独自の基準を定めてブランド化する「若狭美浜寒ぶり・ひるが響」=5日、福井県美浜町役場

 福井県美浜町は、同町日向で水揚げされる寒ブリのブランド名を「若狭美浜寒ぶり・ひるが響(ひびき)」と命名し5日、発表した。水揚げ時期や処理方法、大きさの独自基準を設定。ブランド化によって知名度や付加価値の向上を図り、町内民宿などを中心に関東方面にも出荷する。

 町漁協は寒ブリ漁に力を入れており、ブランド化で水産資源を広くPRし、誘客や地域活性化、高付加価値化による漁師の所得向上などを目指す。
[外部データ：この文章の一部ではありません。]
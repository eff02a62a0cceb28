use crate::config::SportsDataIOConfig;
use crate::error::{LakeError, Result};
use crate::models::Dataset;
use reqwest::Client;
use tracing::{debug, info};

/// Header SportsDataIO reads the subscription key from
pub const SUBSCRIPTION_KEY_HEADER: &str = "Ocp-Apim-Subscription-Key";

/// Pulls NBA player records from SportsDataIO
pub struct SportsDataIOFetcher {
    config: SportsDataIOConfig,
    client: Client,
}

impl SportsDataIOFetcher {
    /// Create a new fetcher instance
    pub fn new(config: SportsDataIOConfig) -> Result<Self> {
        let mut builder = Client::builder();
        if let Some(timeout) = config.request_timeout() {
            builder = builder.timeout(timeout);
        }
        let client = builder.build()?;

        Ok(Self { config, client })
    }

    /// Fetch the full players array from the configured endpoint
    ///
    /// Any transport, status or decode failure is returned as-is; the caller
    /// decides whether to continue with an empty dataset.
    pub async fn fetch_players(&self) -> Result<Dataset> {
        info!("Fetching NBA data from SportsDataIO API...");

        let endpoint = self.config.endpoint()?;
        let api_key = self.config.api_key()?;
        debug!("GET {}", endpoint);

        let response =
            self.client.get(endpoint).header(SUBSCRIPTION_KEY_HEADER, api_key).send().await?;

        let status = response.status();
        if !status.is_success() {
            return Err(LakeError::HttpStatus(status));
        }

        let body = response.bytes().await?;
        let dataset: Dataset = serde_json::from_slice(&body)?;

        info!("Fetched {} player records.", dataset.len());
        Ok(dataset)
    }
}

#[cfg(test)]
mod tests {
    use super::*;
    use serde_json::json;
    use wiremock::{
        matchers::{header, method, path},
        Mock, MockServer, ResponseTemplate,
    };

    fn config_for(server: &MockServer) -> SportsDataIOConfig {
        SportsDataIOConfig {
            endpoint: Some(format!("{}/v3/nba/scores/json/Players", server.uri())),
            api_key: Some("test-key".to_string()),
            request_timeout_secs: Some(5),
        }
    }

    #[tokio::test]
    async fn test_fetch_players_success() {
        let mock_server = MockServer::start().await;

        Mock::given(method("GET"))
            .and(path("/v3/nba/scores/json/Players"))
            .and(header("Ocp-Apim-Subscription-Key", "test-key"))
            .respond_with(ResponseTemplate::new(200).set_body_json(json!([
                {"PlayerID": 1, "FirstName": "A", "LastName": "B", "Team": "X", "Position": "G", "Points": 10},
                {"PlayerID": 2, "FirstName": "C", "LastName": "D", "Team": "Y", "Position": "C", "Points": 4}
            ])))
            .expect(1)
            .mount(&mock_server)
            .await;

        let fetcher = SportsDataIOFetcher::new(config_for(&mock_server)).unwrap();
        let dataset = fetcher.fetch_players().await.unwrap();

        assert_eq!(dataset.len(), 2);
        assert_eq!(dataset.records()[0].last_name(), Some("B"));
        assert_eq!(dataset.records()[1].points(), Some(4));
    }

    #[tokio::test]
    async fn test_fetch_players_http_error() {
        let mock_server = MockServer::start().await;

        Mock::given(method("GET"))
            .respond_with(ResponseTemplate::new(401))
            .mount(&mock_server)
            .await;

        let fetcher = SportsDataIOFetcher::new(config_for(&mock_server)).unwrap();
        let err = fetcher.fetch_players().await.unwrap_err();

        assert!(matches!(err, LakeError::HttpStatus(status) if status.as_u16() == 401));
    }

    #[tokio::test]
    async fn test_fetch_players_rejects_non_array_body() {
        let mock_server = MockServer::start().await;

        Mock::given(method("GET"))
            .respond_with(
                ResponseTemplate::new(200).set_body_json(json!({"message": "quota exceeded"})),
            )
            .mount(&mock_server)
            .await;

        let fetcher = SportsDataIOFetcher::new(config_for(&mock_server)).unwrap();
        let err = fetcher.fetch_players().await.unwrap_err();

        assert!(matches!(err, LakeError::Serialization(_)));
    }

    #[tokio::test]
    async fn test_fetch_players_without_endpoint() {
        let fetcher = SportsDataIOFetcher::new(SportsDataIOConfig {
            endpoint: None,
            api_key: Some("test-key".to_string()),
            request_timeout_secs: None,
        })
        .unwrap();

        let err = fetcher.fetch_players().await.unwrap_err();
        assert!(matches!(err, LakeError::MissingConfig("NBA_ENDPOINT")));
    }
}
漁協は質の高い商品の提供に努力する一方、町が商標登録申請などを行い、協力して取り組みを進める。町はこれまで塩蔵熟成の塩ブリのブランド化にも取り組んできた。

 「ひるが響(ひびき)」のブランド基準として▽脂が乗る11月下旬~1月に同町日向で水揚げされたブリであること▽活け越しや血抜き、神経抜きの処理をしていること▽重さが8キロ以上で体の形が優れていること-の三つを定めた。
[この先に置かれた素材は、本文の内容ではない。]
//! AWS-backed implementations of the service traits

use crate::backend::{CatalogService, ObjectStore, QueryRequest, QueryService};
use crate::catalog::TableDefinition;
use crate::error::{LakeError, Result};
use aws_config::{BehaviorVersion, Region};
use aws_sdk_athena::types::{QueryExecutionContext, ResultConfiguration};
use aws_sdk_glue::types::{Column, SerDeInfo, StorageDescriptor, TableInput};
use aws_sdk_s3::primitives::ByteStream;
use tracing::debug;

/// Clients built from one shared SDK configuration
pub struct AwsClients {
    pub s3: S3ObjectStore,
    pub glue: GlueCatalog,
    pub athena: AthenaQueryService,
}

impl AwsClients {
    /// Resolve credentials from the default provider chain for `region`
    pub async fn connect(region: &str) -> Self {
        let shared = aws_config::defaults(BehaviorVersion::latest())
            .region(Region::new(region.to_string()))
            .load()
            .await;
        debug!("AWS clients configured for region {}", region);

        Self {
            s3: S3ObjectStore { client: aws_sdk_s3::Client::new(&shared) },
            glue: GlueCatalog { client: aws_sdk_glue::Client::new(&shared) },
            athena: AthenaQueryService { client: aws_sdk_athena::Client::new(&shared) },
        }
    }
}

pub struct S3ObjectStore {
    client: aws_sdk_s3::Client,
}

#[async_trait::async_trait]
impl ObjectStore for S3ObjectStore {
    async fn put_object(&self, bucket: &str, key: &str, body: Vec<u8>) -> Result<()> {
        self.client
            .put_object()
            .bucket(bucket)
            .key(key)
            .body(ByteStream::from(body))
            .send()
            .await
            .map_err(|e| LakeError::storage(aws_sdk_s3::error::DisplayErrorContext(&e).to_string()))?;
        Ok(())
    }
}

pub struct GlueCatalog {
    client: aws_sdk_glue::Client,
}

impl GlueCatalog {
    fn table_input(table: &TableDefinition) -> Result<TableInput> {
        let columns = table
            .columns
            .iter()
            .map(|column| {
                Column::builder()
                    .name(&column.name)
                    .r#type(column.column_type.as_str())
                    .build()
                    .map_err(|e| LakeError::catalog(e.to_string()))
            })
            .collect::<Result<Vec<_>>>()?;

        let storage = StorageDescriptor::builder()
            .set_columns(Some(columns))
            .location(&table.location)
            .input_format(&table.input_format)
            .output_format(&table.output_format)
            .serde_info(
                SerDeInfo::builder().serialization_library(&table.serialization_library).build(),
            )
            .build();

        TableInput::builder()
            .name(&table.name)
            .storage_descriptor(storage)
            .table_type(&table.table_type)
            .build()
            .map_err(|e| LakeError::catalog(e.to_string()))
    }
}

#[async_trait::async_trait]
impl CatalogService for GlueCatalog {
    async fn create_table(&self, database: &str, table: &TableDefinition) -> Result<()> {
        let input = Self::table_input(table)?;

        match self.client.create_table().database_name(database).table_input(input).send().await {
            Ok(_) => Ok(()),
            Err(e) => {
                let already_exists =
                    e.as_service_error().map(|se| se.is_already_exists_exception()).unwrap_or(false);
                let message = aws_sdk_glue::error::DisplayErrorContext(&e).to_string();
                if already_exists {
                    Err(LakeError::already_exists(message))
                } else {
                    Err(LakeError::catalog(message))
                }
            }
        }
    }
}

pub struct AthenaQueryService {
    client: aws_sdk_athena::Client,
}

#[async_trait::async_trait]
impl QueryService for AthenaQueryService {
    async fn start_query_execution(&self, request: &QueryRequest) -> Result<String> {
        let output = self
            .client
            .start_query_execution()
            .query_string(&request.query)
            .query_execution_context(
                QueryExecutionContext::builder().database(&request.database).build(),
            )
            .result_configuration(
                ResultConfiguration::builder().output_location(&request.output_location).build(),
            )
            .send()
            .await
            .map_err(|e| LakeError::query(aws_sdk_athena::error::DisplayErrorContext(&e).to_string()))?;

        Ok(output.query_execution_id().unwrap_or_default().to_string())
    }
}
 町漁協によると、日向では水揚げの約半分が8キロ以上で、特に大きな10キロ超は1割程度。また、水揚げ後の処理が味の決め手で、4、5日間水槽で泳がせて胃の中に残った物を消化させることで、未消化物の腐敗臭が身に移ることを防ぐ。エラや尾から丁寧に血抜きし身の透明感を上げ、神経にワイヤを刺し破壊することで死後硬直を遅らせて鮮度を保つという。
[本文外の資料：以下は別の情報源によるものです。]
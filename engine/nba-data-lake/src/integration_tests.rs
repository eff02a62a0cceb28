//! End-to-end runs of the setup pipeline against a mocked SportsDataIO
//! endpoint and the in-memory service backends

use crate::backend::{CatalogService, LakeServices};
use crate::catalog::TableDefinition;
use crate::config::{LakeConfig, RAW_DATA_KEY};
use crate::error::{LakeError, Result};
use crate::fetcher::SportsDataIOFetcher;
use crate::pipeline::{SetupPipeline, StepOutcome};
use serde_json::json;
use std::io;
use std::sync::{Arc, Mutex};
use tracing_subscriber::fmt::MakeWriter;
use wiremock::{
    matchers::{header, method, path},
    Mock, MockServer, ResponseTemplate,
};

const PLAYERS_PATH: &str = "/v3/nba/scores/json/Players";

fn config_for(server: &MockServer) -> LakeConfig {
    let endpoint = format!("{}{}", server.uri(), PLAYERS_PATH);
    LakeConfig::from_lookup(move |name| match name {
        "S3_BUCKET_NAME" => Some("lake-bucket".to_string()),
        "GLUE_DB_NAME" => Some("glue_nba".to_string()),
        "SPORTS_DATA_API_KEY" => Some("test-key".to_string()),
        "NBA_ENDPOINT" => Some(endpoint.clone()),
        _ => None,
    })
}

fn pipeline(config: &LakeConfig, services: LakeServices) -> SetupPipeline {
    let fetcher = SportsDataIOFetcher::new(config.sportsdataio.clone()).unwrap();
    SetupPipeline::new(config.clone(), fetcher, services)
}

async fn mount_players(server: &MockServer, response: ResponseTemplate) {
    Mock::given(method("GET"))
        .and(path(PLAYERS_PATH))
        .and(header("Ocp-Apim-Subscription-Key", "test-key"))
        .respond_with(response)
        .mount(server)
        .await;
}

/// Collects formatted log output for assertions
#[derive(Clone, Default)]
struct LogBuffer(Arc<Mutex<Vec<u8>>>);

impl LogBuffer {
    fn contents(&self) -> String {
        String::from_utf8_lossy(&self.0.lock().unwrap()).into_owned()
    }
}

impl io::Write for LogBuffer {
    fn write(&mut self, buf: &[u8]) -> io::Result<usize> {
        self.0.lock().unwrap().extend_from_slice(buf);
        Ok(buf.len())
    }

    fn flush(&mut self) -> io::Result<()> {
        Ok(())
    }
}

impl<'a> MakeWriter<'a> for LogBuffer {
    type Writer = LogBuffer;

    fn make_writer(&'a self) -> Self::Writer {
        self.clone()
    }
}

struct UnavailableCatalog;

#[async_trait::async_trait]
impl CatalogService for UnavailableCatalog {
    async fn create_table(&self, _database: &str, _table: &TableDefinition) -> Result<()> {
        Err(LakeError::catalog("EntityNotFoundException: Database glue_nba not found"))
    }
}

#[tokio::test]
async fn test_full_run_lands_data_and_provisions_catalog() {
    let server = MockServer::start().await;
    mount_players(
        &server,
        ResponseTemplate::new(200).set_body_json(json!([
            {"PlayerID": 1, "FirstName": "A", "LastName": "B", "Team": "X", "Position": "G", "Points": 10}
        ])),
    )
    .await;

    let config = config_for(&server);
    let (services, handles) = LakeServices::in_memory();
    let report = pipeline(&config, services).run().await;

    assert_eq!(report.records_fetched, 1);
    assert!(matches!(report.fetch, StepOutcome::Completed(_)));
    assert!(matches!(report.upload, StepOutcome::Completed(_)));
    assert!(matches!(report.table, StepOutcome::Completed(_)));
    assert!(matches!(report.query_service, StepOutcome::Completed(_)));
    assert_eq!(report.failed_steps(), 0);

    let body = handles.store.object("lake-bucket", RAW_DATA_KEY).await.unwrap();
    assert_eq!(
        String::from_utf8(body).unwrap(),
        r#"{"PlayerID": 1, "FirstName": "A", "LastName": "B", "Team": "X", "Position": "G", "Points": 10}"#
    );
    assert_eq!(handles.store.put_count(), 1);

    let table = handles.catalog.table("glue_nba", "nba_players").await.unwrap();
    assert_eq!(table.location, "s3://lake-bucket/nba/raw-data/");
    assert_eq!(table.columns.len(), 6);

    let executions = handles.query.executions().await;
    assert_eq!(executions.len(), 1);
    assert_eq!(executions[0].1.output_location, "s3://lake-bucket/athena-results/");
}

#[tokio::test]
async fn test_failed_fetch_skips_upload_and_still_configures_catalog() {
    let server = MockServer::start().await;
    mount_players(&server, ResponseTemplate::new(500)).await;

    let logs = LogBuffer::default();
    let subscriber = tracing_subscriber::fmt().with_writer(logs.clone()).with_ansi(false).finish();
    let _guard = tracing::subscriber::set_default(subscriber);

    let config = config_for(&server);
    let (services, handles) = LakeServices::in_memory();
    let report = pipeline(&config, services).run().await;

    assert_eq!(report.records_fetched, 0);
    assert!(report.fetch.is_failure());
    assert!(matches!(report.upload, StepOutcome::Skipped(_)));
    assert_eq!(handles.store.put_count(), 0);

    assert!(matches!(report.table, StepOutcome::Completed(_)));
    assert!(matches!(report.query_service, StepOutcome::Completed(_)));

    let output = logs.contents();
    assert!(output.contains("Error fetching NBA data"), "logs were: {}", output);
    assert!(output.contains("No data fetched. Skipping upload."));
    assert!(output.contains("NBA Data Lake setup complete."));
}

#[tokio::test]
async fn test_empty_feed_is_not_uploaded() {
    let server = MockServer::start().await;
    mount_players(&server, ResponseTemplate::new(200).set_body_json(json!([]))).await;

    let config = config_for(&server);
    let (services, handles) = LakeServices::in_memory();
    let report = pipeline(&config, services).run().await;

    assert!(matches!(report.fetch, StepOutcome::Completed(_)));
    assert!(matches!(report.upload, StepOutcome::Skipped(_)));
    assert_eq!(handles.store.put_count(), 0);
    assert!(handles.store.object("lake-bucket", RAW_DATA_KEY).await.is_none());
}

#[tokio::test]
async fn test_second_run_tolerates_existing_table() {
    let server = MockServer::start().await;
    mount_players(
        &server,
        ResponseTemplate::new(200).set_body_json(json!([{"PlayerID": 7, "Points": 12}])),
    )
    .await;

    let config = config_for(&server);
    let (services, handles) = LakeServices::in_memory();
    let setup = pipeline(&config, services);

    let first = setup.run().await;
    let second = setup.run().await;

    assert!(matches!(first.table, StepOutcome::Completed(_)));
    assert!(matches!(second.table, StepOutcome::AlreadyExists(_)));
    assert_eq!(second.failed_steps(), 0);

    // the data object is replaced, the query is simply issued again
    assert_eq!(handles.store.put_count(), 2);
    assert_eq!(handles.catalog.create_calls(), 2);
    assert_eq!(handles.query.executions().await.len(), 2);
}

#[tokio::test]
async fn test_catalog_failure_does_not_block_query_service() {
    let server = MockServer::start().await;
    mount_players(
        &server,
        ResponseTemplate::new(200).set_body_json(json!([{"PlayerID": 7, "Points": 12}])),
    )
    .await;

    let config = config_for(&server);
    let (mut services, handles) = LakeServices::in_memory();
    services.catalog = Arc::new(UnavailableCatalog);

    let report = pipeline(&config, services).run().await;

    assert!(report.table.is_failure());
    assert!(matches!(report.query_service, StepOutcome::Completed(_)));
    assert_eq!(handles.query.executions().await.len(), 1);
}

#[tokio::test]
async fn test_unconfigured_run_reports_every_step_without_panicking() {
    let config = LakeConfig::from_lookup(|_| None);
    let (services, handles) = LakeServices::in_memory();

    let report = pipeline(&config, services).run().await;

    assert!(report.fetch.is_failure());
    assert!(matches!(report.upload, StepOutcome::Skipped(_)));
    assert!(report.table.is_failure());
    assert!(report.query_service.is_failure());
    assert_eq!(report.failed_steps(), 3);
    assert_eq!(handles.catalog.create_calls(), 0);
    assert!(handles.query.executions().await.is_empty());
}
 ブランド名の発表会見で山口治太郎町長は「漁協と協力してブランドを大きく育てたい」と意欲を示した。同漁協の金谷組合長(72)は「寒ブリを目当てに美浜町を訪れてもらえるよう、よりよいものを消費者に届けたい」と決意を述べた。

 ブランド名は9月に商標登録の申請を行い、現在審査中。町の名物として町内民宿や飲食店での提供をメインに、同町を中心とした県内の旬の魚介類が堪能できる和食・割烹「室町 美はま」(東京)などでも提供する。出荷は6日以降、先行して行われる。